▸ Problem statement:
For this exercise, copy each line of the records that contains the word "fallback".

------

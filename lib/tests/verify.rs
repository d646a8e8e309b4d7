mod common;

use common::*;
use std::cell::Cell;
use unjsr::jvm::class_file::Version;
use unjsr::jvm::code::opcodes::*;
use unjsr::jvm::verifier::{
    ClassVerifier, MethodVerifier, SubroutineId, VerifiableMethod, Verification, VerificationType,
};
use unjsr::jvm::{VerifyError, VerifyErrorKind};

/// Two calls to one subroutine with different types in a local the subroutine never touches
fn two_call_sites() -> Assembler {
    let mut asm = Assembler::new();
    asm.op(ICONST_0)
        .op(ISTORE_1)
        .jump(JSR, "sub")
        .op(ILOAD_1)
        .op(POP)
        .op(FCONST_0)
        .op(FSTORE_1)
        .jump(JSR, "sub")
        .op(FLOAD_1)
        .op(POP)
        .op(RETURN)
        .label("sub")
        .op(ASTORE_0)
        .op(ICONST_2)
        .op(ISTORE_2)
        .op_with(RET, &[0]);
    asm
}

#[test]
fn untouched_locals_keep_call_site_types() {
    let class = class_of("()V", two_call_sites().finish(1, 3));
    let verified = verify(&class, 0).unwrap();

    let subroutine = verified.subroutines().get(SubroutineId(15)).unwrap();
    assert!(subroutine.is_accessed(0));
    assert!(!subroutine.is_accessed(1));
    assert!(subroutine.is_accessed(2));
    assert_eq!(subroutine.ret_instructions(), &[18]);

    let first_return = verified.type_state_at(5).unwrap();
    assert_eq!(first_return.frame.locals[1], VerificationType::Integer);
    assert_eq!(first_return.frame.locals[2], VerificationType::Integer);

    let second_return = verified.type_state_at(12).unwrap();
    assert_eq!(second_return.frame.locals[1], VerificationType::Float);
    assert_eq!(second_return.frame.locals[2], VerificationType::Integer);

    assert_eq!(verified.ret_for_jsr(2), Some(18));
    assert_eq!(verified.ret_for_jsr(9), Some(18));
    assert!(verified.is_return_position_store(15));
}

#[test]
fn mutual_recursion() {
    let mut asm = Assembler::new();
    asm.jump(JSR, "a")
        .op(RETURN)
        .label("a")
        .op(ASTORE_0)
        .jump(JSR, "b")
        .op_with(RET, &[0])
        .label("b")
        .op(ASTORE_1)
        .jump(JSR, "a")
        .op_with(RET, &[1]);
    let class = class_of("()V", asm.finish(1, 2));
    assert_eq!(
        kind_of(verify(&class, 0).unwrap_err()),
        VerifyErrorKind::RecursiveSubroutine
    );
}

#[test]
fn ret_outside_subroutine() {
    // The subroutine keeps a second copy of its return address, then the caller uses it
    let mut asm = Assembler::new();
    asm.jump(JSR, "sub")
        .op_with(RET, &[1])
        .label("sub")
        .op(DUP)
        .op(ASTORE_1)
        .op(ASTORE_0)
        .op_with(RET, &[0]);
    let class = class_of("()V", asm.finish(2, 2));
    match verify(&class, 0).unwrap_err() {
        unjsr::jvm::Error::Verify(err) => {
            assert_eq!(err, VerifyError::at(3, VerifyErrorKind::RetOutsideSubroutine))
        }
        other => panic!("unexpected error {}", other),
    }
}

#[test]
fn jsr_at_end_of_code() {
    let mut asm = Assembler::new();
    asm.jump(GOTO, "call")
        .label("sub")
        .op(ASTORE_0)
        .op_with(RET, &[0])
        .label("call")
        .jump(JSR, "sub");
    let class = class_of("()V", asm.finish(1, 1));
    assert_eq!(
        kind_of(verify(&class, 0).unwrap_err()),
        VerifyErrorKind::FallsOffEnd
    );
}

#[test]
fn branch_into_instruction() {
    let class = class_of("()V", {
        let mut asm = Assembler::new();
        asm.op(ICONST_0).op_with(IFEQ, &[0, 2]).op(RETURN);
        asm.finish(1, 0)
    });
    assert_eq!(
        kind_of(verify(&class, 0).unwrap_err()),
        VerifyErrorKind::InvalidTarget(3)
    );
}

#[test]
fn two_rets_for_one_subroutine() {
    let mut asm = Assembler::new();
    asm.jump(JSR, "sub")
        .op(RETURN)
        .label("sub")
        .op(ASTORE_0)
        .op(ICONST_0)
        .jump(IFEQ, "other")
        .op_with(RET, &[0])
        .label("other")
        .op_with(RET, &[0]);
    let class = class_of("()V", asm.finish(1, 1));
    assert_eq!(
        kind_of(verify(&class, 0).unwrap_err()),
        VerifyErrorKind::MultipleReturns
    );
}

#[test]
fn nested_subroutines() {
    // The inner subroutine returns straight out of the outer one too
    let mut asm = Assembler::new();
    asm.jump(JSR, "outer")
        .op(RETURN)
        .label("outer")
        .op(ASTORE_0)
        .jump(JSR, "inner")
        .op(RETURN)
        .label("inner")
        .op(ASTORE_1)
        .op_with(RET, &[0]);
    let class = class_of("()V", asm.finish(1, 2));
    let verified = verify(&class, 0).unwrap();
    assert_eq!(verified.frames_popped(10), Some(2));
    assert_eq!(verified.ret_for_jsr(0), Some(10));
    assert_eq!(verified.subroutines().len(), 2);
}

/// Type checker which rejects everything, counting how often it runs
struct Rejecting(Cell<usize>);

impl MethodVerifier for Rejecting {
    fn verify_method(&self, _method: &VerifiableMethod) -> Result<Verification, VerifyError> {
        self.0.set(self.0.get() + 1);
        Err(VerifyError::from(VerifyErrorKind::BadReturn))
    }
}

#[test]
fn class_version_policy() {
    let rejecting = Rejecting(Cell::new(0));
    let verifier = ClassVerifier::new().with_type_checker(&rejecting);
    let methods = || {
        vec![
            TestMethod::new("f", "()V", two_call_sites().finish(1, 3)),
            TestMethod::new("g", "()V", Assembler::new().op(RETURN).finish(0, 0)),
        ]
    };

    let old = class_with(Version::JAVA5, methods());
    let outcomes = verifier.verify_class(&old);
    assert_eq!(outcomes.len(), 2);
    assert!(outcomes.iter().all(|outcome| outcome.outcome.is_ok()));
    assert_eq!(rejecting.0.get(), 0);

    let fallback = class_with(Version::JAVA6, methods());
    let outcomes = verifier.verify_class(&fallback);
    assert_eq!(outcomes[0].method, "Test.f()V");
    let inferred = outcomes[0].outcome.as_ref().unwrap().inferred().unwrap();
    assert!(inferred.has_subroutines());
    assert_eq!(rejecting.0.get(), 2);

    // Without fallback, the first failure stops verification unless asked to keep going
    let strict = class_with(Version::JAVA7, methods());
    assert_eq!(verifier.verify_class(&strict).len(), 1);
    let outcomes = ClassVerifier::new()
        .with_type_checker(&rejecting)
        .keep_going(true)
        .verify_class(&strict);
    assert_eq!(outcomes.len(), 2);
    assert_eq!(outcomes[1].index, 1);
    assert!(outcomes.iter().all(|outcome| outcome.outcome.is_err()));
}

#[test]
fn call_site_widened_after_return() {
    // Local 1 holds `null` by the second time around the loop, so it can't be loaded as an int
    // after the subroutine returns, even though it was an int the first time
    let mut asm = Assembler::new();
    asm.op(FCONST_0) // 0
        .op(FSTORE_1) // 1
        .jump(JSR, "sub") // 2
        .op(ICONST_0) // 5
        .op(ISTORE_1) // 6
        .label("loop")
        .jump(JSR, "sub") // 7
        .op(ILOAD_1) // 10
        .op(POP) // 11
        .op(ACONST_NULL) // 12
        .op(ASTORE_1) // 13
        .jump(GOTO, "loop") // 14
        .label("sub")
        .op(ASTORE_0) // 17
        .op_with(RET, &[0]); // 18
    let class = class_of("()V", asm.finish(1, 2));
    assert!(matches!(
        kind_of(verify(&class, 0).unwrap_err()),
        VerifyErrorKind::IncompatibleType { .. }
    ));
}

#[test]
fn fall_through_into_branch_target() {
    // `shared` is first reached by falling through, and only later by a `goto` from inside the
    // subroutine, so it runs outside of any subroutine
    let mut asm = Assembler::new();
    asm.op(ILOAD_0) // 0
        .jump(IFEQ, "call") // 1
        .label("shared")
        .op(ILOAD_0) // 4
        .op(IRETURN) // 5
        .label("call")
        .op_with(IINC, &[0, 5]) // 6
        .jump(JSR, "sub") // 9
        .op(ICONST_0) // 12
        .op(IRETURN) // 13
        .label("sub")
        .op(ASTORE_1) // 14
        .jump(GOTO, "shared"); // 15
    let class = class_of("(I)I", asm.finish(1, 2));
    let verified = verify(&class, 0).unwrap();

    let shared = verified.type_state_at(4).unwrap();
    assert!(shared.frame.subroutines.is_top());
    assert!(verified.subroutines_at(2).unwrap().is_top());
    assert_eq!(verified.subroutines_at(8).unwrap().depth(), 1);
    assert!(!verified.is_visited(6));
}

------

▸ Output of the task:
    let fallback = class_with(Version::JAVA6, methods());
    let outcomes = verifier.verify_class(&fallback);
    // Without fallback, the first failure stops verification unless asked to keep going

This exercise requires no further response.